Quer dizer: o conceito de liberdade modifica-se, para ti, consoante a acção.
Errado. O meu conceito de liberdade mantém-se: a liberdade de eu estar, ser e agir como quero. E essa liberdade inclui ouvir a música que me apetece e inclui não fumar. Por um lado, alguém vai ter que inventar alguma forma de me fazer pagar pela música e por outro, alguém vai ter que apagar um cigarro.
Mas o que a indústria discográfica e os fumadores partilham, esses dois grupos de fachos sem vergonha, é a velha máxima “estás mal, muda-te”. Não consegues tocar os nossos discos protegidos? Compra o nosso novo leitor. Não gostas de fumo? Vai-te embora.
Continua JPCoutinho: “um dos exemplos mais explícitos do abuso está, naturalmente, no combate ao tabaco (…)
“Naturalmente”, para o JP Coutinho que, sou quase capaz de apostar, é fumador. Ou será apenas um grande defensor da liberdade?
E não é por acaso que a Alemanha nazi – um regime totaltário e ateu – se notabilizou nas campanhas anti-tabágicas, que sobreviveram ao Reich e são hoje repetidas por papagaios sem vergonha.
Xiça! Já vamos nos Nazis! Lá está o espírito de Fumador Revolucionário Oprimido de que o J.P. Coutinho, obviamente, sofre. Os não fumadores são Nazis e infiltram-se nas mais altas esferas do Estado, para fazer passar leis opressivas, anti-tabaco.
Lérias.
Tou-me bem cagando para se os Nazis eram anti-tabaco, porque eles acima de tudo eram uns hipócritas de merda. Odiavam judeus, mas depois tinham a Joy Division e tinham relações sexuais em barda com judias.
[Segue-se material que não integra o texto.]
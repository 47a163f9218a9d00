pub mod domain;
pub mod names;

pub use domain::{CodedPoint, MeasuredValue, MetricSet, ObisCode, ObisCodeError, ReadingBatch, ReadingValue, SeriesRow};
Afinal, já não eram assim tão impuras que não merecessem um pouco de bockwurst germânica.
Mas o combate aos fumadores, e as medidas iliberais que o Parlamento aprovou sem um espirro de hesitação, é também a forma mais velha de negar aos seres humanos o que é autenticamente deles: a possibilidade de viverem por sua conta e risco, assumindo as rédeas da sua própria mortalidade”.
É sim, senhor, ou como diz o meu amigo Gustavo: não devia ser obrigatório o uso de cinto de segurança, porque se tu quiseres arriscar-te a morrer num embate a 50 km/h, tens todo o direito. É por isso que acho que o Estado não deve proibir nada: nem o álcool, nem o tabaco, nem as drogas e aliás, até devia ser possível entrar numa farmácia e comprar qualquer medicamento, sem receita médica. Olha que porra, se eu quiser tomar um medicamento, porque é que tenho que ter um papelinho passado por um especialista qualquer na matéria?
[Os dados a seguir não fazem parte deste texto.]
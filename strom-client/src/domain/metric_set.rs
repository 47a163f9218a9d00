/// Named values produced for one cycle.
///
/// Keys are unique and iteration follows insertion order, which is the column
/// order of the row eventually appended to the series store.
#[derive(Debug, Clone, Default, PartialEq)]
pub struct MetricSet {
    entries: Vec<(String, f64)>,
}

impl MetricSet {
    pub fn new() -> Self {
        Self::default()
    }

    /// Inserts `name`, keeping its original position if it was already present.
    /// Returns the previous value.
    pub fn insert(&mut self, name: impl Into<String>, value: f64) -> Option<f64> {
        let name = name.into();
        match self.entries.iter_mut().find(|(n, _)| *n == name) {
            Some((_, existing)) => Some(std::mem::replace(existing, value)),
            None => {
                self.entries.push((name, value));
                None
            }
        }
    }

    pub fn get(&self, name: &str) -> Option<f64> {
        self.entries.iter().find(|(n, _)| n == name).map(|(_, v)| *v)
    }

    pub fn iter(&self) -> impl Iterator<Item = (&str, f64)> {
        self.entries.iter().map(|(n, v)| (n.as_str(), *v))
    }

    pub fn names(&self) -> impl Iterator<Item = &str> {
        self.entries.iter().map(|(n, _)| n.as_str())
    }

    pub fn len(&self) -> usize {
        self.entries.len()
    }

    pub fn is_empty(&self) -> bool {
        self.entries.is_empty()
    }
}

impl<N: Into<String>> FromIterator<(N, f64)> for MetricSet {
    fn from_iter<I: IntoIterator<Item = (N, f64)>>(iter: I) -> Self {
        let mut set = Self::new();
        for (name, value) in iter {
            set.insert(name, value);
        }
        set
    }
}

#[cfg(test)]
mod tests {
    use super::*;

    #[test]
    fn preserves_insertion_order() {
        let set: MetricSet = [("b", 2.0), ("a", 1.0), ("c", 3.0)].into_iter().collect();
        assert_eq!(set.names().collect::<Vec<_>>(), vec!["b", "a", "c"]);
    }

    #[test]
    fn reinsert_replaces_value_in_place() {
        let mut set = MetricSet::new();
        set.insert("a", 1.0);
        set.insert("b", 2.0);

        assert_eq!(set.insert("a", 5.0), Some(1.0));
        assert_eq!(set.len(), 2);
        assert_eq!(set.iter().collect::<Vec<_>>(), vec![("a", 5.0), ("b", 2.0)]);
    }
}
Continuo a insistir, porém: eu não gosto de fumo de cigarros, menos ainda de charutos e cachimbos e gostava muito de nunca mais, em toda a minha vida, os ter que inalar.
E não é só fumo: maus cheiros, por exemplo. Mas o que se pode fazer? Instituir uma lei do duche obrigatório? Olha… se calhar era preciso, tendo em conta a quantidade de pessoas, inteligentes, cultas, educadas e profissionais com que me cruzo diariamente e que cheiram a suor retoiçado de cinco dias.
O Estado deve obrigá-las a tomar banho? Não.
Eu ficaria feliz se eles fossem obrigados a tomar banho? Sim.
Eu não me sinto mal por ter estas ideias contraditórias? Não.
Por mim, repito o que já digo há muito tempo: o facto de ser o Estado a decidir o que faz bem ou mal í minha saúde, é muito perigoso.
Não se pode, depois, pedir que o Estado não se meta nas nossas vidas privadas.
É isto que está em jogo com as leis proibicionistas (do álcool, do tabaco, dos bons costumes, da sexualidade ‘normal’, etc, etc).
Estamos, afinal, de acordo. Mas eu continuo a achar que:
- Fumar é pateta
- Pessoas que têm acesso í imprensa e podem escrever artigos de opinião sobre o que lhes der na gana já me enjoam. Porque é que me há-de interessar a opinião do J.P. Coutinho, se ele se está cagando para a minha?
- O Estado não se deve meter na vida de ninguém, decidir sobre a vida e a morte, a saúde e a doença
- Fumo de tabaco é incómodo, desagradável, mal cheiroso e irritante
- Os fumadores não são capazes de falar sobre tabaco de uma forma isenta e raramente vêm o ponto de vista dos não fumadores. Além de que são incapazes de não referir as palavras nazismo, fascismo, liberdade e a preferida: “direitos”.
- Não sei qual é a solução para esta desavença entre fumadores e não fumadores, mas sei que talvez haja alguma verdade nos métodos do velho oeste e do duelo ao meio-dia.